Wasting my time, resting my mind…
[Pink Floyd, Biding My Time, Relics, recorded 1969-1971, released May, 1971, Starline. It’s not the usual Pink Floyd song – a bit burlesque, with an amazing trombone solo and a bluesy form. It could just as easily be a BB King, Eric Clapton, or Mama Cass number. It would be a great Bob Fosse dance number, too.]
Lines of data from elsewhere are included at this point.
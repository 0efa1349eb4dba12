//! Snapshot version labels
//!
//! Versions look like `V1`, `V1.1`, `V1.2`, ... The first snapshot of a
//! target is `V1`; each later run bumps the minor number. The label is read
//! back from the first line of the previous context file.

use std::fs::File;
use std::io::{BufRead, BufReader};
use std::path::Path;
use tracing::warn;

/// Version of a target's first snapshot
pub const INITIAL_VERSION: &str = "V1";

/// Prefix of the first line of a context file
pub const SNAPSHOT_MARKER: &str = "[DIRCONTXT_LLM_SNAPSHOT_";

/// Extract the version token from a context file's first line
pub fn parse_version(first_line: &str) -> Option<&str> {
    let token = first_line
        .trim_end()
        .strip_prefix(SNAPSHOT_MARKER)?
        .strip_suffix(']')?;
    (!token.is_empty()).then_some(token)
}

/// Read the version recorded in the context file at `path`.
///
/// Returns `None` if the file cannot be read or has no version line.
pub fn read_version(path: &Path) -> Option<String> {
    let file = match File::open(path) {
        Ok(file) => file,
        Err(e) => {
            warn!("Cannot read {}: {}", path.display(), e);
            return None;
        }
    };
    let mut first = String::new();
    if let Err(e) = BufReader::new(file).read_line(&mut first) {
        warn!("Cannot read {}: {}", path.display(), e);
        return None;
    }
    parse_version(&first).map(str::to_string)
}

/// Version that follows `previous`.
///
/// `Vx` becomes `Vx.1` and `Vx.y` becomes `Vx.(y+1)`. Anything else restarts
/// at [`INITIAL_VERSION`].
///
/// ```rust
/// use dircontxt::version::next_version;
///
/// assert_eq!(next_version("V1"), "V1.1");
/// assert_eq!(next_version("V1.9"), "V1.10");
/// assert_eq!(next_version("draft"), "V1");
/// ```
pub fn next_version(previous: &str) -> String {
    let parsed = previous.strip_prefix('V').and_then(|rest| match rest.split_once('.') {
        Some((major, minor)) => Some((major.parse::<u32>().ok()?, minor.parse::<u32>().ok()?)),
        None => Some((rest.parse::<u32>().ok()?, 0)),
    });

    match parsed.and_then(|(major, minor)| Some((major, minor.checked_add(1)?))) {
        Some((major, minor)) => format!("V{}.{}", major, minor),
        None => {
            warn!("Unrecognized version {:?}, restarting at {}", previous, INITIAL_VERSION);
            INITIAL_VERSION.to_string()
        }
    }
}
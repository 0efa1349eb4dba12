//! # dctx - Directory snapshots for language models
//!
//! Command-line interface for the dircontxt library.
//!
//! ## Features
//! - Capture a directory into a `.dircontxt` archive and an LLM-readable text file
//! - Track versions and write a diff file describing what changed
//! - Copy a snapshot straight to the clipboard
//! - Inspect archives and extract single files
//!
//! ## Usage
//! ```bash
//! # Snapshot a project (writes ../my_project.dircontxt and ../my_project.llmcontext.txt)
//! dctx snapshot ./my_project
//!
//! # Copy a snapshot to the clipboard without touching existing artifacts
//! dctx snapshot ./my_project --clipboard
//!
//! # See what changed since the last snapshot
//! dctx status ./my_project
//!
//! # Look inside an archive
//! dctx inspect ../my_project.dircontxt
//! dctx cat ../my_project.dircontxt src/main.rs
//! ```

use clap::{Parser, Subcommand, ValueEnum};
use colored::*;
use dircontxt::clipboard::copy_to_clipboard;
use dircontxt::utils::{format_bytes, format_timestamp};
use dircontxt::{
    AppConfig, Archive, ChangeKind, DiffReport, DircontxtBuilder, OutputMode, Result,
    SnapshotOutcome,
};
use humantime::format_duration;
use indicatif::{ProgressBar, ProgressStyle};
use std::io::Write;
use std::path::PathBuf;
use std::time::{Duration, Instant};
use tracing_subscriber::EnvFilter;

/// dctx - Capture directories as LLM-ready context
#[derive(Parser)]
#[command(name = "dctx")]
#[command(version)]
#[command(about = "Snapshot a directory into a binary archive and LLM-readable text")]
#[command(long_about = None)]
struct Cli {
    /// Enable verbose output
    #[arg(short, long, global = true)]
    verbose: bool,

    #[command(subcommand)]
    command: Commands,
}

#[derive(Subcommand)]
enum Commands {
    /// Create a snapshot of a directory
    #[command(alias = "snap")]
    Snapshot {
        /// Directory to capture
        target: PathBuf,

        /// Copy the context text to the clipboard instead of writing artifacts
        #[arg(short, long)]
        clipboard: bool,

        /// Which artifacts to keep (overrides the config file)
        #[arg(short, long, value_enum)]
        mode: Option<ModeArg>,

        /// Extra ignore patterns (gitignore syntax)
        #[arg(short, long)]
        ignore: Vec<String>,

        /// Capture symlink targets instead of skipping links
        #[arg(long)]
        follow_symlinks: bool,

        /// Directory for artifacts (defaults to the target's parent)
        #[arg(short, long)]
        output_dir: Option<PathBuf>,
    },

    /// Show changes since the last snapshot
    #[command(alias = "st")]
    Status {
        /// Directory to check
        target: PathBuf,

        /// Print the report as JSON
        #[arg(long)]
        json: bool,
    },

    /// List the contents of an archive
    Inspect {
        /// Archive file
        archive: PathBuf,

        /// Print the tree as JSON
        #[arg(long)]
        json: bool,
    },

    /// Write one archived file to stdout
    Cat {
        /// Archive file
        archive: PathBuf,

        /// Path inside the archive
        path: String,
    },
}

#[derive(Copy, Clone, PartialEq, Eq, ValueEnum)]
enum ModeArg {
    Both,
    Text,
    Binary,
}

impl From<ModeArg> for OutputMode {
    fn from(mode: ModeArg) -> Self {
        match mode {
            ModeArg::Both => OutputMode::Both,
            ModeArg::Text => OutputMode::Text,
            ModeArg::Binary => OutputMode::Binary,
        }
    }
}

fn main() {
    let cli = Cli::parse();

    // Set up logging
    if cli.verbose {
        tracing_subscriber::fmt()
            .with_max_level(tracing::Level::DEBUG)
            .with_writer(std::io::stderr)
            .init();
    } else {
        tracing_subscriber::fmt()
            .with_env_filter(
                EnvFilter::try_from_default_env().unwrap_or_else(|_| EnvFilter::new("warn")),
            )
            .with_writer(std::io::stderr)
            .init();
    }

    // Disable colors if needed
    if std::env::var("NO_COLOR").is_ok() {
        colored::control::set_override(false);
    }

    if let Err(e) = run(cli) {
        eprintln!("{}: {}", "Error".red().bold(), e.user_message());
        std::process::exit(1);
    }
}

/// Main command runner
fn run(cli: Cli) -> Result<()> {
    match cli.command {
        Commands::Snapshot {
            target,
            clipboard,
            mode,
            ignore,
            follow_symlinks,
            output_dir,
        } => cmd_snapshot(target, clipboard, mode, ignore, follow_symlinks, output_dir),
        Commands::Status { target, json } => cmd_status(target, json),
        Commands::Inspect { archive, json } => cmd_inspect(archive, json),
        Commands::Cat { archive, path } => cmd_cat(archive, path),
    }
}

fn spinner(message: &'static str) -> ProgressBar {
    let pb = ProgressBar::new_spinner();
    pb.set_style(
        ProgressStyle::default_spinner()
            .template("{spinner:.green} {msg}")
            .unwrap_or_else(|_| ProgressStyle::default_spinner()),
    );
    pb.set_message(message);
    pb.enable_steady_tick(Duration::from_millis(100));
    pb
}

/// Create a snapshot
///
/// Writes the archive and, depending on the output mode, the context text
/// and a diff file. With `--clipboard` the context text is copied instead
/// and nothing next to the target is modified.
fn cmd_snapshot(
    target: PathBuf,
    clipboard: bool,
    mode: Option<ModeArg>,
    ignore: Vec<String>,
    follow_symlinks: bool,
    output_dir: Option<PathBuf>,
) -> Result<()> {
    let config = AppConfig::load();
    let mut builder = DircontxtBuilder::new()
        .config(config)
        .ignore_patterns(ignore)
        .follow_symlinks(follow_symlinks || config.follow_symlinks);
    if let Some(mode) = mode {
        builder = builder.output_mode(mode.into());
    }
    if let Some(dir) = output_dir {
        builder = builder.output_dir(dir);
    }
    let dctx = builder.build(&target)?;

    println!(
        "{} {}",
        "Snapshotting".blue().bold(),
        dctx.target().display().to_string().cyan()
    );

    let start = Instant::now();
    let pb = spinner("Capturing files...");

    if clipboard {
        let result = dctx.snapshot_to_string();
        pb.finish_and_clear();
        let (text, outcome) = result?;
        copy_to_clipboard(&text)?;
        println!(
            "{} Copied snapshot {} to clipboard ({})",
            "✓".green().bold(),
            outcome.version.yellow().bold(),
            format_bytes(text.len() as u64).cyan()
        );
        print_outcome(&outcome, start.elapsed());
        return Ok(());
    }

    let result = dctx.snapshot();
    pb.finish_and_clear();
    let outcome = result?;

    println!(
        "{} Created snapshot {}",
        "✓".green().bold(),
        outcome.version.yellow().bold()
    );
    for path in [&outcome.archive, &outcome.context, &outcome.diff_file]
        .into_iter()
        .flatten()
    {
        println!("  Wrote: {}", path.display().to_string().cyan());
    }
    print_outcome(&outcome, start.elapsed());
    Ok(())
}

fn print_outcome(outcome: &SnapshotOutcome, elapsed: Duration) {
    println!("  Files: {}", outcome.write.files.to_string().cyan());
    println!("  Directories: {}", outcome.write.directories.to_string().cyan());
    println!("  Content: {}", format_bytes(outcome.write.content_bytes).cyan());
    if outcome.walk.ignored > 0 {
        println!("  Ignored: {}", outcome.walk.ignored.to_string().dimmed());
    }

    match (&outcome.previous_version, &outcome.changes) {
        (Some(from), Some(changes)) if changes.has_changes() => {
            let counts = changes.counts();
            println!(
                "  Changes since {}: {} added, {} modified, {} removed",
                from.yellow(),
                counts.added.to_string().green(),
                counts.modified.to_string().yellow(),
                counts.removed.to_string().red()
            );
        }
        (Some(from), Some(_)) => println!("  No changes since {}", from.yellow()),
        (Some(from), None) => println!(
            "  {}",
            format!("Previous snapshot {} unreadable, changes not tracked", from).yellow()
        ),
        (None, _) => {}
    }

    if !outcome.warnings.is_empty() {
        println!("\n{}", format!("{} warnings:", outcome.warnings.len()).yellow().bold());
        for warning in outcome.warnings.iter().take(10) {
            println!("  ! {}", warning);
        }
        if outcome.warnings.len() > 10 {
            println!("  ... and {} more", outcome.warnings.len() - 10);
        }
    }

    println!("  Time: {}", format_duration(elapsed).to_string().cyan());
}

/// Show changes since the last snapshot
fn cmd_status(target: PathBuf, json: bool) -> Result<()> {
    let dctx = DircontxtBuilder::new().config(AppConfig::load()).build(&target)?;
    let report = dctx.status()?;

    if json {
        println!("{}", serde_json::to_string_pretty(&report)?);
        return Ok(());
    }

    match report {
        None => println!(
            "{} No snapshot of {} yet",
            "!".yellow().bold(),
            dctx.target().display().to_string().cyan()
        ),
        Some(report) if !report.has_changes() => {
            println!("{} No changes since the last snapshot", "✓".green().bold())
        }
        Some(report) => show_changes(&report),
    }
    Ok(())
}

fn show_changes(report: &DiffReport) {
    let counts = report.counts();
    println!("{}", "Summary:".bold());
    println!("  Added: {}", counts.added.to_string().green());
    println!("  Modified: {}", counts.modified.to_string().yellow());
    println!("  Removed: {}", counts.removed.to_string().red());
    println!();

    for entry in report {
        let line = format!("[{}] {}", entry.entry_kind.tag(), entry.relative_path);
        match entry.change {
            ChangeKind::Added => println!("  + {}", line.green()),
            ChangeKind::Modified => println!("  ~ {}", line.yellow()),
            ChangeKind::Removed => println!("  - {}", line.red()),
        }
    }
}

/// List every node of an archive
fn cmd_inspect(path: PathBuf, json: bool) -> Result<()> {
    let archive = Archive::open(&path)?;

    if json {
        println!("{}", serde_json::to_string_pretty(archive.root())?);
        return Ok(());
    }

    println!("{} {}", "Archive".blue().bold(), path.display().to_string().cyan());
    let root = archive.root();
    println!(
        "  {} files, {} directories, {} of content",
        root.file_count(),
        root.dir_count(),
        format_bytes(archive.content_len())
    );
    println!();

    for node in root.iter() {
        let shown = if node.relative_path.is_empty() {
            "."
        } else {
            node.relative_path.as_str()
        };
        let size = node
            .content_size()
            .map(format_bytes)
            .unwrap_or_else(|| "-".to_string());
        println!(
            "{} {:>10}  {}  {}",
            node.entry_kind().tag(),
            size,
            format_timestamp(node.modified).dimmed(),
            if node.is_dir() { shown.blue().bold() } else { shown.normal() }
        );
    }
    Ok(())
}

/// Write one archived file's bytes to stdout
fn cmd_cat(path: PathBuf, relative_path: String) -> Result<()> {
    let mut archive = Archive::open(&path)?;
    let content = archive.read_path(&relative_path)?;

    let stdout = std::io::stdout();
    let mut out = stdout.lock();
    out.write_all(&content)?;
    out.flush()?;
    Ok(())
}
In August of 1999, I was living in a box-filled temporary apartment, teaching a couple of classes, taking care of an eighteen month old son and writing a dissertation; Dave was in an unpaid chaplaincy program, waiting to hear where he would begin his work as a priest. We had called three apartments home in less than a year, and Colin had undergone hernia surgery at the end of May. Exhausted and facing an uncertain future, at age 35, I got stress-induced shingles. The doctor prescribed Valtrex, codeine, and sleep. The Valtrex cured the shingles in a day, the codeine was unnecessary, and 10 to 12 hours of sleep a day for two weeks restored me to health. I learned a hard and valuable lesson: if I want a good and holy life, I have to maintain a nourishing life pattern and pace.
A good and holy life is an intentionally slower life, an opting out of the workaholic pace that is not only culturally acceptable but socially expected and rewarded. Activity and rest, time spent on and with others, meaningful work, restorative play, and prayerful practices that return my wayward soul to God have to find their places on my life’s calendar. The overly busy periods are inevitable, worries and troubles will come, but they don’t have to become my life’s template.
Choosing such a life should be a no-brainer, and it is – but only if I trust that a life truly and well lived is always and ever in the embrace of God and the company of beloved neighbor. Am I willing to put in the time, effort, and rest to have such a life?
O Lord, my heart is not lifted up, my eyes are not raised too high;
I do not occupy myself with things too great and too marvelous for me. But I have calmed and quieted my soul, like a weaned child with its mother;
my soul is like the weaned child that is with me.
O Israel, hope in the Lord from this time on and forevermore.